- [WORK TASK]: Count how many lines below include the string "leave". Only that number should appear in the reply.

- [Dataset excerpts]:

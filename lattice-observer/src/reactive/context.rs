//! Reactive Context
//!
//! The reactive context tracks which computation is currently running.
//! This enables automatic dependency tracking: when an atom is read,
//! we can register the current computation as a dependent.
//!
//! # Implementation
//!
//! We use a thread-local stack to track the currently executing computation.
//! When entering a reactive context (e.g., running a tracked render), we push
//! the subscriber onto the stack. When the computation completes, we pop it.
//!
//! An untracked entry (no subscriber) shadows the entries below it, so reads
//! inside [`ReactiveContext::untracked`] are never recorded.
//!
//! A second stack guards state changes. While the innermost entry forbids
//! them, writes to observed atoms are refused and remembered, so the scope
//! that forbade them can report the failure once it unwinds.

use std::cell::RefCell;

use smallvec::SmallVec;

use super::atom::AtomId;
use super::SubscriberId;
use crate::error::ReactiveError;

/// Dependencies recorded by a single tracking scope.
pub type Dependencies = SmallVec<[AtomId; 8]>;

thread_local! {
    static CONTEXT_STACK: RefCell<Vec<ContextEntry>> = const { RefCell::new(Vec::new()) };
    static STATE_SCOPES: RefCell<Vec<StateScope>> = const { RefCell::new(Vec::new()) };
}

/// An entry in the reactive context stack.
#[derive(Debug, Clone)]
struct ContextEntry {
    /// The computation being tracked, or `None` for an untracked scope.
    subscriber_id: Option<SubscriberId>,
    /// Atoms read during this computation, in first-read order.
    dependencies: Dependencies,
}

#[derive(Debug)]
struct StateScope {
    allowed: bool,
    /// Name of the first atom whose write was refused in this scope.
    refused: Option<String>,
}

/// Guard that pops the context when dropped.
///
/// This ensures the context stack is properly maintained even if
/// the computation panics.
pub struct ReactiveContext {
    subscriber_id: Option<SubscriberId>,
}

impl ReactiveContext {
    /// Enter a new reactive context for the given subscriber.
    ///
    /// While this context is active, any atoms that are read will
    /// register the subscriber as a dependent.
    ///
    /// The context is automatically exited when the returned guard is dropped.
    pub fn enter(subscriber_id: SubscriberId) -> Self {
        Self::push(Some(subscriber_id))
    }

    fn push(subscriber_id: Option<SubscriberId>) -> Self {
        CONTEXT_STACK.with(|stack| {
            stack.borrow_mut().push(ContextEntry {
                subscriber_id,
                dependencies: Dependencies::new(),
            });
        });

        Self { subscriber_id }
    }

    /// Check if reads are currently being tracked.
    pub fn is_active() -> bool {
        Self::current_subscriber().is_some()
    }

    /// Get the current subscriber ID, if any.
    pub fn current_subscriber() -> Option<SubscriberId> {
        CONTEXT_STACK.with(|stack| stack.borrow().last().and_then(|entry| entry.subscriber_id))
    }

    /// Record a dependency on the given atom.
    ///
    /// Returns `true` if a tracking scope recorded the read. Repeated reads
    /// of the same atom are recorded once.
    pub fn track_dependency(atom: AtomId) -> bool {
        CONTEXT_STACK.with(|stack| match stack.borrow_mut().last_mut() {
            Some(entry) if entry.subscriber_id.is_some() => {
                if !entry.dependencies.contains(&atom) {
                    entry.dependencies.push(atom);
                }
                true
            }
            _ => false,
        })
    }

    /// Get the dependencies collected in the current context.
    pub fn get_dependencies() -> Dependencies {
        CONTEXT_STACK.with(|stack| {
            stack
                .borrow()
                .last()
                .map(|entry| entry.dependencies.clone())
                .unwrap_or_default()
        })
    }

    /// Take the dependencies collected by this context, leaving it empty.
    pub fn take_dependencies(&self) -> Dependencies {
        CONTEXT_STACK.with(|stack| {
            stack
                .borrow_mut()
                .last_mut()
                .map(|entry| std::mem::take(&mut entry.dependencies))
                .unwrap_or_default()
        })
    }

    /// Run `f` without recording any of its reads.
    pub fn untracked<R>(f: impl FnOnce() -> R) -> R {
        let _ctx = Self::push(None);
        f()
    }

    /// Run `f` with state changes to observed atoms disallowed.
    ///
    /// Refused writes leave the atom untouched. If any write was refused the
    /// scope fails with the first refusal, even when `f` itself returned.
    pub fn without_state_changes<R>(f: impl FnOnce() -> R) -> Result<R, ReactiveError> {
        let scope = StateScopeGuard::push(false);
        let result = f();
        match scope.pop() {
            Some(atom) => Err(ReactiveError::StateChangeNotAllowed { atom }),
            None => Ok(result),
        }
    }

    /// Run `f` with state changes allowed again, e.g. for an event handler
    /// invoked synchronously from inside a render.
    pub fn with_state_changes<R>(f: impl FnOnce() -> R) -> R {
        let scope = StateScopeGuard::push(true);
        let result = f();
        scope.pop();
        result
    }

    /// Whether the innermost scope allows state changes.
    pub fn state_changes_allowed() -> bool {
        STATE_SCOPES.with(|scopes| scopes.borrow().last().map_or(true, |scope| scope.allowed))
    }

    /// Remember a refused write in the innermost scope.
    pub(crate) fn refuse_state_change(atom: &str) {
        STATE_SCOPES.with(|scopes| {
            if let Some(scope) = scopes.borrow_mut().last_mut() {
                scope.refused.get_or_insert_with(|| atom.to_owned());
            }
        });
    }
}

impl Drop for ReactiveContext {
    fn drop(&mut self) {
        // try_with: guards may be dropped during thread teardown
        let _ = CONTEXT_STACK.try_with(|stack| {
            let popped = stack.borrow_mut().pop();

            if let Some(entry) = popped {
                debug_assert_eq!(
                    entry.subscriber_id, self.subscriber_id,
                    "ReactiveContext mismatch: expected {:?}, got {:?}",
                    self.subscriber_id, entry.subscriber_id
                );
            }
        });
    }
}

/// Pops a state scope on drop so a panicking render cannot leave the
/// thread with state changes disallowed.
struct StateScopeGuard {
    popped: bool,
}

impl StateScopeGuard {
    fn push(allowed: bool) -> Self {
        STATE_SCOPES.with(|scopes| {
            scopes.borrow_mut().push(StateScope {
                allowed,
                refused: None,
            })
        });
        Self { popped: false }
    }

    fn pop(mut self) -> Option<String> {
        self.popped = true;
        STATE_SCOPES.with(|scopes| scopes.borrow_mut().pop().and_then(|scope| scope.refused))
    }
}

impl Drop for StateScopeGuard {
    fn drop(&mut self) {
        if !self.popped {
            let _ = STATE_SCOPES.try_with(|scopes| scopes.borrow_mut().pop());
        }
    }
}
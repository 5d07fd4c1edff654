//! Reactive Primitives
//!
//! This module implements the dependency-tracking primitive the observer
//! layer is built on: atoms, signals, and trackers.
//!
//! # Concepts
//!
//! ## Atoms
//!
//! An [`Atom`] is a change-notification handle. It reports reads to the
//! active tracking scope and reports changes to the runtime.
//!
//! ## Signals
//!
//! A [`Signal`] is a container for mutable state built on an atom. Reading
//! it inside a tracking scope records a dependency; writing a different value
//! notifies every computation that read it during its last run.
//!
//! ## Trackers
//!
//! A [`Tracker`] is one tracking session: it runs a function, records the
//! atoms read, and calls back when any of them changes. Observer components
//! run each render inside one.
//!
//! # Implementation Notes
//!
//! The reactive system uses a thread-local tracking context to automatically
//! detect dependencies. When an atom is read, we check if there is an active
//! tracking context and, if so, register the dependency.
//!
//! A second thread-local stack guards against state changes: renders run
//! with changes to observed state disallowed, so a render that mutates what
//! others depend on fails instead of corrupting state.

mod atom;
mod context;
mod runtime;
mod signal;
mod subscriber;
mod tracker;

pub use atom::{Atom, AtomId};
pub use context::{Dependencies, ReactiveContext};
pub use runtime::{Reactive, ReactiveHandle, Runtime};
pub use signal::Signal;
pub use subscriber::SubscriberId;
pub use tracker::Tracker;

/// Run `f` as one transaction; see [`Runtime::batch`].
pub fn batch<R>(f: impl FnOnce() -> R) -> R {
    Runtime::batch(f)
}

/// Run `f` without recording any of its reads.
pub fn untracked<R>(f: impl FnOnce() -> R) -> R {
    ReactiveContext::untracked(f)
}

- [SOLUTION TO THIS TASK]: 2